**Activity:**
Please quote exactly the lines below from the line containing "the accept loop" to the line containing "pub enum Termination", both lines included, and nothing else.

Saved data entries
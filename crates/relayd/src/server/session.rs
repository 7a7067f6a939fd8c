//! Per-connection session loop.
//!
//! Each accepted TCP connection gets its own `Session` that:
//! - Registers itself with the shared [`Registry`]
//! - Decodes newline-delimited commands and hands them to the [`Router`]
//! - Drains its outbound queue (broadcasts from other sessions) to the socket
//! - Deregisters on every exit path via its [`Membership`](crate::registry::Membership) guard
//!
//! # Loop
//!
//! The loop waits on two sources at once, biased toward the outbound
//! queue: a queued command is always written before the next inbound
//! frame is looked at, and an idle session still flushes a broadcast as
//! soon as it is enqueued.
//!
//! # Panic-Free Guarantees
//!
//! - No `.unwrap()`, `.expect()`, `panic!()`, `unreachable!()`, `todo!()`
//! - All fallible operations use `?` or pattern matching
//! - Socket errors end the session; they never reach the accept loop

use std::fmt;
use std::net::SocketAddr;
use std::time::Duration;

use futures_util::{SinkExt, StreamExt};
use tokio::net::tcp::{OwnedReadHalf, OwnedWriteHalf};
use tokio::net::TcpStream;
use tokio::sync::mpsc;
use tokio::time::timeout;
use tokio_util::codec::{FramedRead, FramedWrite};
use tracing::{debug, info, info_span, warn, Instrument};

use relay_core::{Command, PeerInfo, SessionId, SessionState};
use relay_protocol::{FrameError, PulseCodec, QUIT};

use crate::registry::{Registry, RegistryError};
use crate::router::{Lifecycle, Router};

/// How a session ended without error.
#[derive(Debug, Clone, Copy, PartialEq, Eq)]
pub enum Termination {
    /// Client sent `quit`
    Quit,
    /// Client closed its end of the connection
    PeerClosed,
}

impl fmt::Display for Termination {
    fn fmt(&self, f: &mut fmt::Formatter<'_>) -> fmt::Result {
        match self {
            Self::Quit => write!(f, "quit"),
            Self::PeerClosed => write!(f, "peer closed"),
        }
    }
}

/// Session for a single client connection.
pub struct Session {
    /// Server-assigned identifier
    id: SessionId,

    /// Remote address of the client
    addr: SocketAddr,

    /// Framed reader; its buffer is the inbound accumulator
    reader: FramedRead<OwnedReadHalf, PulseCodec>,

    /// Framed writer for outbound commands
    writer: FramedWrite<OwnedWriteHalf, PulseCodec>,

    /// Handle to the shared session registry
    registry: Registry,

    /// Command router
    router: Router,

    /// Lifecycle state
    state: SessionState,

    /// Upper bound on a single socket write
    write_timeout: Duration,
}

impl Session {
    /// Creates a session for an accepted connection.
    ///
    /// # Arguments
    ///
    /// * `stream` - The accepted TCP stream
    /// * `addr` - Remote address reported by `accept()`
    /// * `id` - Unique id for this connection
    /// * `registry` - Handle to the shared registry
    /// * `router` - Command router
    /// * `max_frame_len` - Longest accepted inbound frame
    /// * `write_timeout` - Upper bound on a single socket write
    pub fn new(
        stream: TcpStream,
        addr: SocketAddr,
        id: SessionId,
        registry: Registry,
        router: Router,
        max_frame_len: usize,
        write_timeout: Duration,
    ) -> Self {
        let (reader, writer) = stream.into_split();
        let codec = PulseCodec::with_max_frame_len(max_frame_len);

        Self {
            id,
            addr,
            reader: FramedRead::new(reader, codec.clone()),
            writer: FramedWrite::new(writer, codec),
            registry,
            router,
            state: SessionState::Connecting,
            write_timeout,
        }
    }

    /// Runs the session until it terminates.
    ///
    /// Registers with the registry, processes frames, and deregisters on
    /// return. Runs inside a `session` tracing span.
    pub async fn run(self) -> Result<Termination, SessionError> {
        let span = info_span!("session", session = %self.id, addr = %self.addr);
        self.run_inner().instrument(span).await
    }

    async fn run_inner(mut self) -> Result<Termination, SessionError> {
        info!("New client connected");

        let (outbox_tx, outbox_rx) = mpsc::unbounded_channel();
        let membership = self
            .registry
            .add(PeerInfo::new(self.id, self.addr), outbox_tx)?;
        self.state = self.state.activate();
        debug!(state = ?self.state, "Session registered");

        self.router.announce(self.id, Lifecycle::Connect);
        self.router.greet(self.id);

        let outcome = self.process(outbox_rx).await;
        self.state = self.state.close();

        match &outcome {
            Ok(reason) => info!(reason = %reason, state = ?self.state, "Client disconnected"),
            Err(e) => warn!(error = %e, state = ?self.state, "Client disconnected with error"),
        }

        self.router.announce(self.id, Lifecycle::Disconnect);
        drop(membership);

        outcome
    }

    /// Main loop: flush queued commands first, otherwise wait for input.
    async fn process(
        &mut self,
        mut outbox: mpsc::UnboundedReceiver<Command>,
    ) -> Result<Termination, SessionError> {
        loop {
            tokio::select! {
                biased;

                Some(command) = outbox.recv() => {
                    self.send(command).await?;
                }

                frame = self.reader.next() => match frame {
                    None => {
                        debug!("Client sent EOF");
                        return Ok(Termination::PeerClosed);
                    }
                    Some(Err(e)) => return Err(e.into()),
                    Some(Ok(command)) => {
                        if command.is(QUIT) {
                            debug!("Client requested quit");
                            return Ok(Termination::Quit);
                        }
                        self.router.route(self.id, &command);
                    }
                },
            }
        }
    }

    /// Writes one command plus delimiter, bounded by the write timeout.
    async fn send(&mut self, command: Command) -> Result<(), SessionError> {
        match timeout(self.write_timeout, self.writer.send(command)).await {
            Ok(Ok(())) => Ok(()),
            Ok(Err(e)) => Err(SessionError::Frame(e)),
            Err(_) => Err(SessionError::WriteTimeout),
        }
    }
}

/// Errors that end a session abnormally.
#[derive(Debug, thiserror::Error)]
pub enum SessionError {
    #[error("Registration failed: {0}")]
    Registration(#[from] RegistryError),

    #[error("Framing error: {0}")]
    Frame(#[from] FrameError),

    #[error("Write timeout")]
    WriteTimeout,
}
//! Shared registry of live sessions.
//!
//! The registry is the only state shared between connection tasks. Each
//! entry holds a back-reference to a session (its address and the sending
//! half of its outbound queue), never the session itself: a session's
//! lifetime is governed by its own loop, and its registry entry is released
//! through the [`Membership`] guard when that loop ends.
//!
//! # Architecture
//!
//! ```text
//! ┌───────────┐  add()  ┌──────────────────────────────┐
//! │ Session A │────────▶│           Registry           │
//! └───────────┘         │ RwLock<HashMap<SessionId,    │
//!       ▲               │                Peer>>        │
//!       │ outbox        └──────────────┬───────────────┘
//!       │                              │ broadcast(cmd, excluding = B)
//! ┌─────┴─────┐                        ▼
//! │ mpsc::rx  │◀─────────────── peer.outbox.send(cmd)
//! └───────────┘
//! ```
//!
//! # Panic-Free Guarantees
//!
//! - No `.unwrap()` or `.expect()` in production code
//! - A poisoned lock is recovered rather than propagated: the map holds
//!   no invariants a panicking writer could leave half-applied
//! - Sends to a closed outbox are counted as undelivered, not errors

use std::collections::HashMap;
use std::sync::{Arc, PoisonError, RwLock, RwLockReadGuard, RwLockWriteGuard};

use thiserror::Error;
use tokio::sync::mpsc;
use tracing::{debug, trace};

use relay_core::{Command, PeerInfo, SessionId};

mod membership;

pub use membership::Membership;

/// Sending half of a session's outbound queue.
///
/// Unbounded and multi-producer: any task may append, the owning session
/// drains it in FIFO order.
pub type Outbox = mpsc::UnboundedSender<Command>;

/// A registered session.
struct Peer {
    info: PeerInfo,
    outbox: Outbox,
}

/// Handle to the shared session registry.
///
/// Cheap to clone; every clone refers to the same member set. Create one
/// per server instance and hand a clone to each session.
#[derive(Clone, Default)]
pub struct Registry {
    peers: Arc<RwLock<HashMap<SessionId, Peer>>>,
}

impl Registry {
    /// Creates an empty registry.
    pub fn new() -> Self {
        Self::default()
    }

    /// Registers a session and returns its membership guard.
    ///
    /// The entry is removed when the returned [`Membership`] is dropped.
    ///
    /// # Errors
    ///
    /// Returns `RegistryError::SessionAlreadyExists` if the id is already
    /// registered; the existing entry is left untouched.
    pub fn add(&self, info: PeerInfo, outbox: Outbox) -> Result<Membership, RegistryError> {
        let session_id = info.id;
        {
            let mut peers = self.write();
            if peers.contains_key(&session_id) {
                return Err(RegistryError::SessionAlreadyExists { session_id });
            }
            peers.insert(session_id, Peer { info, outbox });
        }

        debug!(session = %session_id, "Session registered");
        Ok(Membership::new(self.clone(), session_id))
    }

    /// Removes a session. Returns `true` if it was registered.
    ///
    /// Safe to call more than once; later calls are no-ops.
    pub fn remove(&self, session_id: SessionId) -> bool {
        let removed = self.write().remove(&session_id);
        match removed {
            Some(peer) => {
                debug!(
                    session = %session_id,
                    connected_ms = peer.info.connected_for().num_milliseconds(),
                    "Session deregistered"
                );
                true
            }
            None => false,
        }
    }

    /// Appends `command` to the outbound queue of every session except
    /// `excluding`.
    ///
    /// Returns the number of queues the command was appended to. A session
    /// that is mid-shutdown (receiver already dropped) is skipped.
    pub fn broadcast(&self, command: &Command, excluding: SessionId) -> usize {
        let peers = self.read();
        let mut delivered = 0;

        for (session_id, peer) in peers.iter() {
            if *session_id == excluding {
                continue;
            }
            if peer.outbox.send(command.clone()).is_ok() {
                delivered += 1;
            } else {
                trace!(session = %session_id, "Outbox closed, skipping");
            }
        }

        delivered
    }

    /// Appends `command` to a single session's outbound queue.
    ///
    /// Returns `false` if the session is not registered or its queue is
    /// closed.
    pub fn enqueue(&self, session_id: SessionId, command: Command) -> bool {
        self.read()
            .get(&session_id)
            .is_some_and(|peer| peer.outbox.send(command).is_ok())
    }

    /// Returns the number of registered sessions.
    pub fn len(&self) -> usize {
        self.read().len()
    }

    /// Returns true if no session is registered.
    pub fn is_empty(&self) -> bool {
        self.read().is_empty()
    }

    /// Returns true if `session_id` is registered.
    pub fn contains(&self, session_id: SessionId) -> bool {
        self.read().contains_key(&session_id)
    }

    /// Returns a snapshot of all registered sessions, ordered by id.
    pub fn peers(&self) -> Vec<PeerInfo> {
        let mut infos: Vec<PeerInfo> = self.read().values().map(|p| p.info.clone()).collect();
        infos.sort_by_key(|info| info.id);
        infos
    }

    fn read(&self) -> RwLockReadGuard<'_, HashMap<SessionId, Peer>> {
        self.peers.read().unwrap_or_else(PoisonError::into_inner)
    }

    fn write(&self) -> RwLockWriteGuard<'_, HashMap<SessionId, Peer>> {
        self.peers.write().unwrap_or_else(PoisonError::into_inner)
    }
}

/// Errors that can occur in registry operations.
#[derive(Debug, Clone, PartialEq, Eq, Error)]
pub enum RegistryError {
    #[error("Session already registered: {session_id}")]
    SessionAlreadyExists { session_id: SessionId },
}
use std::env;

use thiserror::Error;

#[derive(Debug, Error)]
pub enum ConfigError {
    #[error("PORT must be a number, got {0:?}")]
    InvalidPort(String),

    #[error("Unknown CLASSIFIER {0:?} (expected \"heuristic\" or \"ads-library\")")]
    UnknownClassifier(String),
}

/// Which ad-signal classification strategy to run. A deployment-time choice:
/// the heuristic variant mines the scan index, the Ad Library variant needs
/// an access token.
#[derive(Debug, Clone, Copy, PartialEq, Eq)]
pub enum ClassifierKind {
    Heuristic,
    AdsLibrary,
}

/// Application configuration loaded from environment variables.
/// Constructed once at startup and passed into the clients and the pipeline;
/// leaf functions never read the environment themselves.
#[derive(Debug, Clone)]
pub struct Config {
    /// urlscan.io API key. Optional: without it the auth header is omitted.
    pub urlscan_api_key: Option<String>,

    /// Meta Ad Library access token. Without it the ads-library strategy
    /// fails closed.
    pub fb_access_token: Option<String>,

    pub classifier: ClassifierKind,

    /// Country scope for ad lookups and Ad Library links.
    pub country: String,

    /// Extra hosting-platform suffixes appended to the built-in filter list.
    pub extra_platform_suffixes: Vec<String>,

    // Web server
    pub host: String,
    pub port: u16,
}

impl Config {
    /// Load configuration from environment variables. Every variable is
    /// optional; missing credentials degrade behavior rather than failing.
    pub fn from_env() -> Result<Self, ConfigError> {
        let classifier = match env::var("CLASSIFIER").ok().as_deref() {
            None | Some("") | Some("heuristic") => ClassifierKind::Heuristic,
            Some("ads-library") => ClassifierKind::AdsLibrary,
            Some(other) => return Err(ConfigError::UnknownClassifier(other.to_string())),
        };

        let port_raw = env::var("PORT").unwrap_or_else(|_| "5000".to_string());
        let port = port_raw
            .parse()
            .map_err(|_| ConfigError::InvalidPort(port_raw.clone()))?;

        Ok(Self {
            urlscan_api_key: optional_env("URLSCAN_API_KEY"),
            fb_access_token: optional_env("FB_ACCESS_TOKEN"),
            classifier,
            country: env::var("AD_COUNTRY").unwrap_or_else(|_| "BR".to_string()),
            extra_platform_suffixes: optional_env("PLATFORM_SUFFIXES")
                .map(|raw| {
                    raw.split(',')
                        .map(|s| s.trim().to_lowercase())
                        .filter(|s| !s.is_empty())
                        .collect()
                })
                .unwrap_or_default(),
            host: env::var("HOST").unwrap_or_else(|_| "0.0.0.0".to_string()),
            port,
        })
    }
}

fn optional_env(key: &str) -> Option<String> {
    env::var(key).ok().filter(|v| !v.is_empty())
}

**Output:**
//! - Socket errors end the session; they never reach the accept loop

use std::fmt;
use std::net::SocketAddr;
use std::time::Duration;

use futures_util::{SinkExt, StreamExt};
use tokio::net::tcp::{OwnedReadHalf, OwnedWriteHalf};
use tokio::net::TcpStream;
use tokio::sync::mpsc;
use tokio::time::timeout;
use tokio_util::codec::{FramedRead, FramedWrite};
use tracing::{debug, info, info_span, warn, Instrument};

use relay_core::{Command, PeerInfo, SessionId, SessionState};
use relay_protocol::{FrameError, PulseCodec, QUIT};

use crate::registry::{Registry, RegistryError};
use crate::router::{Lifecycle, Router};

/// How a session ended without error.
#[derive(Debug, Clone, Copy, PartialEq, Eq)]
pub enum Termination {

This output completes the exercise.